**Material to process**
· · · · ·

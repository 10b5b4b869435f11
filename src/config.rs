//! Application configuration
//!
//! Centralized configuration management with environment variable support
//! and sensible defaults.

use std::env;
use std::time::Duration;

/// Default Gemini model used by the agents
pub const DEFAULT_GEMINI_MODEL: &str = "gemini-2.5-flash";

/// Default Gemini API base URL
pub const DEFAULT_GEMINI_API_BASE_URL: &str = "https://generativelanguage.googleapis.com/v1beta";

/// Default Open-Meteo geocoding API base URL
pub const DEFAULT_GEOCODING_API_BASE_URL: &str = "https://geocoding-api.open-meteo.com/v1";

/// Default Open-Meteo forecast API base URL
pub const DEFAULT_FORECAST_API_BASE_URL: &str = "https://api.open-meteo.com/v1";

/// Application configuration
#[derive(Debug, Clone)]
pub struct Config {
    /// Server configuration
    pub server: ServerConfig,
    /// Language model configuration
    pub llm: LlmConfig,
    /// Weather provider configuration
    pub weather: WeatherConfig,
    /// Execution configuration
    pub execution: ExecutionConfig,
}

/// Server configuration
#[derive(Debug, Clone)]
pub struct ServerConfig {
    /// Port to bind the server to
    pub port: u16,
    /// Host address to bind to
    pub host: String,
}

/// Language model configuration
#[derive(Clone)]
pub struct LlmConfig {
    /// Gemini API key (agents fail at call time when missing)
    pub api_key: Option<String>,
    /// Gemini model name
    pub model: String,
    /// Gemini API base URL
    pub api_base_url: String,
}

// Keeps the API key out of the startup log.
impl std::fmt::Debug for LlmConfig {
    fn fmt(&self, f: &mut std::fmt::Formatter<'_>) -> std::fmt::Result {
        f.debug_struct("LlmConfig")
            .field("api_key", &self.api_key.as_ref().map(|_| "<redacted>"))
            .field("model", &self.model)
            .field("api_base_url", &self.api_base_url)
            .finish()
    }
}

/// Weather provider configuration
#[derive(Debug, Clone)]
pub struct WeatherConfig {
    /// Geocoding API base URL
    pub geocoding_base_url: String,
    /// Forecast API base URL
    pub forecast_base_url: String,
}

/// Execution configuration
#[derive(Debug, Clone)]
pub struct ExecutionConfig {
    /// Timeout for outbound HTTP requests (in seconds)
    pub http_timeout_secs: u64,
    /// Timeout for a whole workflow run (in seconds)
    pub workflow_timeout_secs: u64,
}

impl Default for Config {
    fn default() -> Self {
        Self {
            server: ServerConfig {
                port: 3000,
                host: "0.0.0.0".to_string(),
            },
            llm: LlmConfig {
                api_key: None,
                model: DEFAULT_GEMINI_MODEL.to_string(),
                api_base_url: DEFAULT_GEMINI_API_BASE_URL.to_string(),
            },
            weather: WeatherConfig {
                geocoding_base_url: DEFAULT_GEOCODING_API_BASE_URL.to_string(),
                forecast_base_url: DEFAULT_FORECAST_API_BASE_URL.to_string(),
            },
            execution: ExecutionConfig {
                http_timeout_secs: 30,
                workflow_timeout_secs: 300,
            },
        }
    }
}

impl Config {
    /// Load configuration from environment variables with defaults
    pub fn from_env() -> Self {
        let defaults = Self::default();
        Self {
            server: ServerConfig {
                port: parse_var("PORT").unwrap_or(defaults.server.port),
                host: env::var("HOST").unwrap_or(defaults.server.host),
            },
            llm: LlmConfig {
                api_key: env::var("GEMINI_API_KEY")
                    .ok()
                    .filter(|key| !key.trim().is_empty()),
                model: env::var("GEMINI_MODEL").unwrap_or(defaults.llm.model),
                api_base_url: env::var("GEMINI_API_BASE_URL")
                    .unwrap_or(defaults.llm.api_base_url),
            },
            weather: WeatherConfig {
                geocoding_base_url: env::var("GEOCODING_API_BASE_URL")
                    .unwrap_or(defaults.weather.geocoding_base_url),
                forecast_base_url: env::var("FORECAST_API_BASE_URL")
                    .unwrap_or(defaults.weather.forecast_base_url),
            },
            execution: ExecutionConfig {
                http_timeout_secs: parse_var("HTTP_TIMEOUT_SECS")
                    .unwrap_or(defaults.execution.http_timeout_secs),
                workflow_timeout_secs: parse_var("WORKFLOW_TIMEOUT_SECS")
                    .unwrap_or(defaults.execution.workflow_timeout_secs),
            },
        }
    }

    /// Get the server address as a string
    pub fn server_addr(&self) -> String {
        format!("{}:{}", self.server.host, self.server.port)
    }

    /// Build the shared outbound HTTP client (connection pooling)
    pub fn http_client(&self) -> reqwest::Result<reqwest::Client> {
        reqwest::Client::builder()
            .timeout(Duration::from_secs(self.execution.http_timeout_secs))
            .build()
    }
}

fn parse_var<T: std::str::FromStr>(name: &str) -> Option<T> {
    env::var(name).ok().and_then(|value| value.parse().ok())
}

#[cfg(test)]
mod tests {
    use super::*;
    use serial_test::serial;

    #[test]
    fn test_default_port_is_3000() {
        let config = Config::default();
        assert_eq!(config.server.port, 3000);
        assert_eq!(config.server_addr(), "0.0.0.0:3000");
    }

    #[test]
    #[serial]
    fn test_from_env_overrides_and_ignores_garbage() {
        env::set_var("PORT", "8081");
        env::set_var("GEMINI_API_KEY", "   ");
        env::set_var("WORKFLOW_TIMEOUT_SECS", "not-a-number");

        let config = Config::from_env();

        env::remove_var("PORT");
        env::remove_var("GEMINI_API_KEY");
        env::remove_var("WORKFLOW_TIMEOUT_SECS");

        assert_eq!(config.server.port, 8081);
        assert!(config.llm.api_key.is_none());
        assert_eq!(config.execution.workflow_timeout_secs, 300);
    }

    #[test]
    #[serial]
    fn test_from_env_defaults() {
        env::remove_var("PORT");
        env::remove_var("GEOCODING_API_BASE_URL");

        let config = Config::from_env();

        assert_eq!(config.server.port, 3000);
        assert_eq!(
            config.weather.geocoding_base_url,
            DEFAULT_GEOCODING_API_BASE_URL
        );
    }

    #[test]
    fn test_debug_redacts_api_key() {
        let mut config = Config::default();
        config.llm.api_key = Some("secret-key".to_string());
        let rendered = format!("{:?}", config);
        assert!(!rendered.contains("secret-key"));
        assert!(rendered.contains("<redacted>"));
    }
}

· · · · ·

**Work to be completed**
The records above need to be written out again. Keep them exact.

**Solution**
repository 10b5b4b869435f11
filename src/config.rs
//! Application configuration
//!
//! Centralized configuration management with environment variable support
//! and sensible defaults.

use std::env;
use std::time::Duration;

/// Default Gemini model used by the agents
pub const DEFAULT_GEMINI_MODEL: &str = "gemini-2.5-flash";

/// Default Gemini API base URL
pub const DEFAULT_GEMINI_API_BASE_URL: &str = "https://generativelanguage.googleapis.com/v1beta";

/// Default Open-Meteo geocoding API base URL
pub const DEFAULT_GEOCODING_API_BASE_URL: &str = "https://geocoding-api.open-meteo.com/v1";

/// Default Open-Meteo forecast API base URL
pub const DEFAULT_FORECAST_API_BASE_URL: &str = "https://api.open-meteo.com/v1";

/// Application configuration
#[derive(Debug, Clone)]
pub struct Config {
    /// Server configuration
    pub server: ServerConfig,
    /// Language model configuration
    pub llm: LlmConfig,
    /// Weather provider configuration
    pub weather: WeatherConfig,
    /// Execution configuration
    pub execution: ExecutionConfig,
}

/// Server configuration
#[derive(Debug, Clone)]
pub struct ServerConfig {
    /// Port to bind the server to
    pub port: u16,
    /// Host address to bind to
    pub host: String,
}

/// Language model configuration
#[derive(Clone)]
pub struct LlmConfig {
    /// Gemini API key (agents fail at call time when missing)
    pub api_key: Option<String>,
    /// Gemini model name
    pub model: String,
    /// Gemini API base URL
    pub api_base_url: String,
}

// Keeps the API key out of the startup log.
impl std::fmt::Debug for LlmConfig {
    fn fmt(&self, f: &mut std::fmt::Formatter<'_>) -> std::fmt::Result {
        f.debug_struct("LlmConfig")
            .field("api_key", &self.api_key.as_ref().map(|_| "<redacted>"))
            .field("model", &self.model)
            .field("api_base_url", &self.api_base_url)
            .finish()
    }
}

/// Weather provider configuration
#[derive(Debug, Clone)]
pub struct WeatherConfig {
    /// Geocoding API base URL
    pub geocoding_base_url: String,
    /// Forecast API base URL
    pub forecast_base_url: String,
}

/// Execution configuration
#[derive(Debug, Clone)]
pub struct ExecutionConfig {
    /// Timeout for outbound HTTP requests (in seconds)
    pub http_timeout_secs: u64,
    /// Timeout for a whole workflow run (in seconds)
    pub workflow_timeout_secs: u64,
}

impl Default for Config {
    fn default() -> Self {
        Self {
            server: ServerConfig {
                port: 3000,
                host: "0.0.0.0".to_string(),
            },
            llm: LlmConfig {
                api_key: None,
                model: DEFAULT_GEMINI_MODEL.to_string(),
                api_base_url: DEFAULT_GEMINI_API_BASE_URL.to_string(),
            },
            weather: WeatherConfig {
                geocoding_base_url: DEFAULT_GEOCODING_API_BASE_URL.to_string(),
                forecast_base_url: DEFAULT_FORECAST_API_BASE_URL.to_string(),
            },
            execution: ExecutionConfig {
                http_timeout_secs: 30,
                workflow_timeout_secs: 300,
            },
        }
    }
}

impl Config {
    /// Load configuration from environment variables with defaults
    pub fn from_env() -> Self {
        let defaults = Self::default();
        Self {
            server: ServerConfig {
                port: parse_var("PORT").unwrap_or(defaults.server.port),
                host: env::var("HOST").unwrap_or(defaults.server.host),
            },
            llm: LlmConfig {
                api_key: env::var("GEMINI_API_KEY")
                    .ok()
                    .filter(|key| !key.trim().is_empty()),
                model: env::var("GEMINI_MODEL").unwrap_or(defaults.llm.model),
                api_base_url: env::var("GEMINI_API_BASE_URL")
                    .unwrap_or(defaults.llm.api_base_url),
            },
            weather: WeatherConfig {
                geocoding_base_url: env::var("GEOCODING_API_BASE_URL")
                    .unwrap_or(defaults.weather.geocoding_base_url),
                forecast_base_url: env::var("FORECAST_API_BASE_URL")
                    .unwrap_or(defaults.weather.forecast_base_url),
            },
            execution: ExecutionConfig {
                http_timeout_secs: parse_var("HTTP_TIMEOUT_SECS")
                    .unwrap_or(defaults.execution.http_timeout_secs),
                workflow_timeout_secs: parse_var("WORKFLOW_TIMEOUT_SECS")
                    .unwrap_or(defaults.execution.workflow_timeout_secs),
            },
        }
    }

    /// Get the server address as a string
    pub fn server_addr(&self) -> String {
        format!("{}:{}", self.server.host, self.server.port)
    }

    /// Build the shared outbound HTTP client (connection pooling)
    pub fn http_client(&self) -> reqwest::Result<reqwest::Client> {
        reqwest::Client::builder()
            .timeout(Duration::from_secs(self.execution.http_timeout_secs))
            .build()
    }
}

fn parse_var<T: std::str::FromStr>(name: &str) -> Option<T> {
    env::var(name).ok().and_then(|value| value.parse().ok())
}

#[cfg(test)]
mod tests {
    use super::*;
    use serial_test::serial;

    #[test]
    fn test_default_port_is_3000() {
        let config = Config::default();
        assert_eq!(config.server.port, 3000);
        assert_eq!(config.server_addr(), "0.0.0.0:3000");
    }

    #[test]
    #[serial]
    fn test_from_env_overrides_and_ignores_garbage() {
        env::set_var("PORT", "8081");
        env::set_var("GEMINI_API_KEY", "   ");
        env::set_var("WORKFLOW_TIMEOUT_SECS", "not-a-number");

        let config = Config::from_env();

        env::remove_var("PORT");
        env::remove_var("GEMINI_API_KEY");
        env::remove_var("WORKFLOW_TIMEOUT_SECS");

        assert_eq!(config.server.port, 8081);
        assert!(config.llm.api_key.is_none());
        assert_eq!(config.execution.workflow_timeout_secs, 300);
    }

    #[test]
    #[serial]
    fn test_from_env_defaults() {
        env::remove_var("PORT");
        env::remove_var("GEOCODING_API_BASE_URL");

        let config = Config::from_env();

        assert_eq!(config.server.port, 3000);
        assert_eq!(
            config.weather.geocoding_base_url,
            DEFAULT_GEOCODING_API_BASE_URL
        );
    }

    #[test]
    fn test_debug_redacts_api_key() {
        let mut config = Config::default();
        config.llm.api_key = Some("secret-key".to_string());
        let rendered = format!("{:?}", config);
        assert!(!rendered.contains("secret-key"));
        assert!(rendered.contains("<redacted>"));
    }
}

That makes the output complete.